I nostri lettori più attenti ricorderanno che in passato abbiamo ampiamente parlato del problema rappresentato dalle capsule di caffè, che hanno la cattiva reputazione di essere dannose per l’ambiente. Il problema è una incapacità di fondo nel separare le diverse componenti – alluminio, in realtà perfettamente riciclabile, e i fondi -, risultando in una sorta di ibrido che non viene riconosciuto dai centri di riciclaggio e che viene quindi mandato a “marcire” nelle discariche per qualche secolo. Diverse compagnie hanno provato a risolvere il problema – pensiamo alle coffee ball svizzere o alle capsule in carta della Nestlé -, ma un recente studio dell’Università del Quebec ha cambiato del tutto le carte in tavola.
Un ribaltamento che manco nelle migliori puntate di 4 Ristoranti
Partiamo dalle basi: le capsule, sin dalla loro invenzione, hanno rappresentato una soluzione efficiente e soprattutto comoda per gustarsi un caffè tra le mura casalinghe. Dati alla mano, il valore di mercato delle cialde è di fatto cresciuto del 24% dal 2021 al 2022, con un valore complessivo di 12,33 miliardi di dollari. Ciononostante, come brevemente accennato qualche riga più in su, sono stati ampiamente criticate dalle frange più attente all’ambiente dei bevitori di caffè.
Gli studiosi canadesi hanno misurato le emissioni totali di gas serra (GHG) prodotte da ciascun metodo di preparazione per un ottenere 280 millilitri di caffè: il processo di analisi ha naturalmente preso in considerazione l’intero processo, dalla produzione dei chicchi (la fase più impattante in assoluto) alla quantità effettiva di rifiuti generata dal consumo di una semplice tazzina. È bene notare che i ricercatori hanno anche preso in esame le emissioni extra dovute ai frangenti in cui si utilizza più caffè del necessario – un evento comune, considerando che la maggior parte delle persone non si prende la briga di misurare le quantità corrette prima di prepararlo finendo per consumarne il 20% in più del necessario.
I numeri parlano chiaro: il caffè filtrato preparato con il metodo tradizionale è quello che produce la maggiore quantità di anidride carbonica – un primato che, come forse avrete potuto intuire, è dovuto al fatto che la quantità di caffè macinato necessaria per preparare una singola tazzina è maggiore, così come l’energia necessaria a scaldare l’acqua.

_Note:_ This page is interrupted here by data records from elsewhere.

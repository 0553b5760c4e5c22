//! The versioning state machine for version series.
//!
//! A series is in one of two states: NONE (no private working copy) or
//! CHECKED_OUT (a PWC exists and `checked_out_by` is set). Transitions:
//!
//! - `check_out`: NONE → CHECKED_OUT, rejected with Conflict when a PWC
//!   already exists. The second caller of a checkout race loses outright;
//!   nothing queues or blocks.
//! - `check_in`: CHECKED_OUT → NONE, the PWC becomes the new latest
//!   version (prepended, newest first).
//! - `cancel_check_out`: CHECKED_OUT → NONE, the PWC is discarded.
//! - `delete_version`: only in state NONE; removing the last version
//!   empties the series, which the store then deletes outright.
//!
//! The methods here mutate series payload data only; id assignment and
//! index bookkeeping stay with the store.

use std::collections::HashMap;

use chrono::{DateTime, Utc};
use serde::{Deserialize, Serialize};

use cmr_types::{ObjectId, PropertyValue, RepoResult, RepositoryError};

use crate::content::ContentStream;
use crate::filing::ParentRef;

/// Initial versioning state requested when a versioned document is created.
#[derive(Clone, Copy, Debug, PartialEq, Eq, Serialize, Deserialize)]
pub enum VersioningState {
    /// Create an initial major version.
    Major,
    /// Create an initial minor version.
    Minor,
    /// Create the series already checked out, with the PWC as its only
    /// content.
    CheckedOut,
}

/// One immutable snapshot in a version series.
#[derive(Clone, Debug, PartialEq, Serialize, Deserialize)]
pub struct DocumentVersion {
    pub id: ObjectId,
    /// Major-version flag; the PWC carries `false` until check-in decides.
    pub major: bool,
    /// Human-readable version label ("1.0", "1.1", "2.0", ...).
    pub label: String,
    /// Id of the version this one superseded, if any.
    pub predecessor: Option<ObjectId>,
    pub properties: HashMap<String, PropertyValue>,
    pub content: Option<ContentStream>,
    pub checkin_comment: Option<String>,
    pub created_by: String,
    pub created_at: DateTime<Utc>,
}

impl DocumentVersion {
    /// A fresh snapshot with a generated id and no predecessor.
    pub fn new(
        major: bool,
        label: impl Into<String>,
        properties: HashMap<String, PropertyValue>,
        content: Option<ContentStream>,
        user: &str,
    ) -> Self {
        Self {
            id: ObjectId::generate(),
            major,
            label: label.into(),
            predecessor: None,
            properties,
            content,
            checkin_comment: None,
            created_by: user.to_string(),
            created_at: Utc::now(),
        }
    }
}

/// Kind payload of a version series: filing state, the persisted version
/// list (newest first), and the checkout state.
#[derive(Clone, Debug, PartialEq, Serialize, Deserialize)]
pub struct VersionSeriesData {
    pub parents: Vec<ParentRef>,
    /// Persisted versions, newest first.
    pub versions: Vec<DocumentVersion>,
    /// The private working copy, present iff the series is checked out.
    pub pwc: Option<DocumentVersion>,
    /// The principal holding the checkout, present iff `pwc` is.
    pub checked_out_by: Option<String>,
}

impl VersionSeriesData {
    /// An empty series with the given filing state.
    pub fn new(parents: Vec<ParentRef>) -> Self {
        Self {
            parents,
            versions: Vec::new(),
            pwc: None,
            checked_out_by: None,
        }
    }

    /// Returns `true` while a private working copy exists.
    pub fn is_checked_out(&self) -> bool {
        self.pwc.is_some()
    }

    /// The newest persisted version, optionally restricted to major
    /// versions. The PWC is never a candidate.
    pub fn latest_version(&self, major: bool) -> Option<&DocumentVersion> {
        if major {
            self.versions.iter().find(|v| v.major)
        } else {
            self.versions.first()
        }
    }

    /// Every version, newest first, with the PWC (if any) at the front.
    pub fn all_versions(&self) -> Vec<&DocumentVersion> {
        self.pwc.iter().chain(self.versions.iter()).collect()
    }

    /// Look up a version (or the PWC) by id.
    pub fn version(&self, id: &ObjectId) -> Option<&DocumentVersion> {
        self.all_versions().into_iter().find(|v| &v.id == id)
    }

    /// The label the next check-in would receive.
    fn next_label(&self, major: bool) -> String {
        let (cur_major, cur_minor) = self
            .versions
            .first()
            .and_then(|v| v.label.split_once('.'))
            .and_then(|(a, b)| Some((a.parse::<u32>().ok()?, b.parse::<u32>().ok()?)))
            .unwrap_or((0, 0));
        if major {
            format!("{}.0", cur_major + 1)
        } else {
            format!("{cur_major}.{}", cur_minor + 1)
        }
    }

    /// NONE → CHECKED_OUT with the supplied working copy.
    pub(crate) fn check_out(&mut self, pwc: DocumentVersion, user: &str) -> RepoResult<()> {
        if self.pwc.is_some() {
            return Err(RepositoryError::Conflict(format!(
                "version series is already checked out by '{}'",
                self.checked_out_by.as_deref().unwrap_or("unknown")
            )));
        }
        self.pwc = Some(pwc);
        self.checked_out_by = Some(user.to_string());
        Ok(())
    }

    /// CHECKED_OUT → NONE, discarding the working copy. Returns the
    /// discarded PWC so the store can unregister its id.
    pub(crate) fn cancel_check_out(&mut self) -> RepoResult<DocumentVersion> {
        let pwc = self.pwc.take().ok_or_else(|| {
            RepositoryError::Conflict("version series has no private working copy".to_string())
        })?;
        self.checked_out_by = None;
        Ok(pwc)
    }

    /// CHECKED_OUT → NONE, promoting the working copy to the new latest
    /// version. Returns the id of the new version.
    pub(crate) fn check_in(
        &mut self,
        major: bool,
        properties: Option<HashMap<String, PropertyValue>>,
        content: Option<ContentStream>,
        comment: Option<&str>,
        user: &str,
    ) -> RepoResult<ObjectId> {
        let label = self.next_label(major);
        let predecessor = self.versions.first().map(|v| v.id.clone());

        let mut pwc = self.pwc.take().ok_or_else(|| {
            RepositoryError::Conflict("version series has no private working copy".to_string())
        })?;
        self.checked_out_by = None;

        pwc.major = major;
        pwc.label = label;
        pwc.predecessor = predecessor;
        if let Some(props) = properties {
            pwc.properties.extend(props);
        }
        if let Some(stream) = content {
            pwc.content = Some(stream);
        }
        pwc.checkin_comment = comment.map(str::to_string);
        pwc.created_by = user.to_string();
        pwc.created_at = Utc::now();

        let id = pwc.id.clone();
        self.versions.insert(0, pwc);
        Ok(id)
    }

    /// Remove one persisted version. Returns `true` when the series is
    /// left with no versions (the caller must then delete the series).
    pub(crate) fn delete_version(&mut self, id: &ObjectId) -> RepoResult<bool> {
        if self.is_checked_out() {
            return Err(RepositoryError::Conflict(
                "cannot delete a version while the series is checked out".to_string(),
            ));
        }
        let position = self
            .versions
            .iter()
            .position(|v| &v.id == id)
            .ok_or_else(|| {
                RepositoryError::NotFound(format!("version '{id}' in this series"))
            })?;
        self.versions.remove(position);
        Ok(self.versions.is_empty())
    }
}

#[cfg(test)]
mod tests {
    use super::*;

    fn series_with_one_version() -> VersionSeriesData {
        let mut series = VersionSeriesData::new(Vec::new());
        series.versions.insert(
            0,
            DocumentVersion::new(true, "1.0", HashMap::new(), None, "alice"),
        );
        series
    }

    fn working_copy(user: &str) -> DocumentVersion {
        DocumentVersion::new(false, "", HashMap::new(), None, user)
    }

    #[test]
    fn check_out_then_check_in_adds_one_version() {
        let mut series = series_with_one_version();
        let prior_latest = series.versions[0].id.clone();

        series.check_out(working_copy("bob"), "bob").unwrap();
        assert!(series.is_checked_out());
        assert_eq!(series.checked_out_by.as_deref(), Some("bob"));

        let new_id = series
            .check_in(false, None, None, Some("tweak"), "bob")
            .unwrap();

        assert!(!series.is_checked_out());
        assert!(series.checked_out_by.is_none());
        assert_eq!(series.versions.len(), 2);
        assert_eq!(series.versions[0].id, new_id);
        assert_eq!(series.versions[0].predecessor, Some(prior_latest));
        assert_eq!(series.versions[0].label, "1.1");
        assert_eq!(series.versions[0].checkin_comment.as_deref(), Some("tweak"));
    }

    #[test]
    fn second_check_out_is_a_conflict() {
        let mut series = series_with_one_version();
        series.check_out(working_copy("bob"), "bob").unwrap();

        let err = series
            .check_out(working_copy("carol"), "carol")
            .unwrap_err();
        assert!(matches!(err, RepositoryError::Conflict(_)));
        // The first checkout holds.
        assert_eq!(series.checked_out_by.as_deref(), Some("bob"));
    }

    #[test]
    fn cancel_check_out_discards_the_pwc() {
        let mut series = series_with_one_version();
        series.check_out(working_copy("bob"), "bob").unwrap();

        series.cancel_check_out().unwrap();
        assert!(!series.is_checked_out());
        assert!(series.checked_out_by.is_none());
        assert_eq!(series.versions.len(), 1);
    }

    #[test]
    fn cancel_without_checkout_is_a_conflict() {
        let mut series = series_with_one_version();
        let err = series.cancel_check_out().unwrap_err();
        assert!(matches!(err, RepositoryError::Conflict(_)));
    }

    #[test]
    fn major_check_in_bumps_the_major_label() {
        let mut series = series_with_one_version();
        series.check_out(working_copy("bob"), "bob").unwrap();
        series.check_in(true, None, None, None, "bob").unwrap();

        assert_eq!(series.versions[0].label, "2.0");
        assert!(series.versions[0].major);
    }

    #[test]
    fn latest_version_honors_the_major_filter() {
        let mut series = series_with_one_version();
        series.check_out(working_copy("bob"), "bob").unwrap();
        series.check_in(false, None, None, None, "bob").unwrap();

        let latest = series.latest_version(false).unwrap();
        assert_eq!(latest.label, "1.1");

        let latest_major = series.latest_version(true).unwrap();
        assert_eq!(latest_major.label, "1.0");
    }

    #[test]
    fn all_versions_lists_the_pwc_first() {
        let mut series = series_with_one_version();
        series.check_out(working_copy("bob"), "bob").unwrap();

        let all = series.all_versions();
        assert_eq!(all.len(), 2);
        assert_eq!(all[0].id, series.pwc.as_ref().unwrap().id);
    }

    #[test]
    fn delete_version_while_checked_out_is_a_conflict() {
        let mut series = series_with_one_version();
        let version_id = series.versions[0].id.clone();
        series.check_out(working_copy("bob"), "bob").unwrap();

        let err = series.delete_version(&version_id).unwrap_err();
        assert!(matches!(err, RepositoryError::Conflict(_)));
    }

    #[test]
    fn delete_unknown_version_is_not_found() {
        let mut series = series_with_one_version();
        let err = series.delete_version(&ObjectId::generate()).unwrap_err();
        assert!(matches!(err, RepositoryError::NotFound(_)));
    }

    #[test]
    fn deleting_the_last_version_empties_the_series() {
        let mut series = series_with_one_version();
        let version_id = series.versions[0].id.clone();
        let now_empty = series.delete_version(&version_id).unwrap();
        assert!(now_empty);
    }

    #[test]
    fn deleting_one_of_two_versions_recomputes_latest() {
        let mut series = series_with_one_version();
        series.check_out(working_copy("bob"), "bob").unwrap();
        let newer = series.check_in(false, None, None, None, "bob").unwrap();

        let now_empty = series.delete_version(&newer).unwrap();
        assert!(!now_empty);
        assert_eq!(series.latest_version(false).unwrap().label, "1.0");
    }

    #[test]
    fn check_in_applies_property_and_content_updates() {
        use cmr_types::TypedValue;

        let mut series = series_with_one_version();
        series.check_out(working_copy("bob"), "bob").unwrap();

        let mut props = HashMap::new();
        props.insert(
            "doc:status".to_string(),
            TypedValue::String("final".into()).into(),
        );
        let content = ContentStream::new("text/plain", b"v2".to_vec());

        series
            .check_in(false, Some(props), Some(content), None, "bob")
            .unwrap();

        let latest = series.latest_version(false).unwrap();
        assert_eq!(
            latest.properties.get("doc:status"),
            Some(&TypedValue::String("final".into()).into())
        );
        assert_eq!(latest.content.as_ref().unwrap().data, b"v2");
    }
}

Le capsule sono invece al terzo posto sulla lista: un colpo di virtù inaspettato e dovuto al fatto che la quantità di caffè all’interno di ogni cialda è misurato e controllato con grande precisione, impedendo un consumo eccessivo. Il metodo di preparazione più amico del pianeta, invece, è il caffè istantaneo.
In definitiva a “salvare” le capsule è stata la precisione che sta dietro alla loro produzione: come accennato la raccolta e la produzione stessa dei chicchi è nettamente la fase più inquinante, e il fatto che le cialde utilizzino una quantità di caffè tendenzialmente minore del metodo tradizionale ha permesso loro di totalizzare un punteggio migliore. Rimane, in ogni caso, il problema dei rifiuti: motivo per cui idee come le coffee ball o le capsule in carta biodegradabile potrebbero rappresentare soluzioni ancora più efficaci.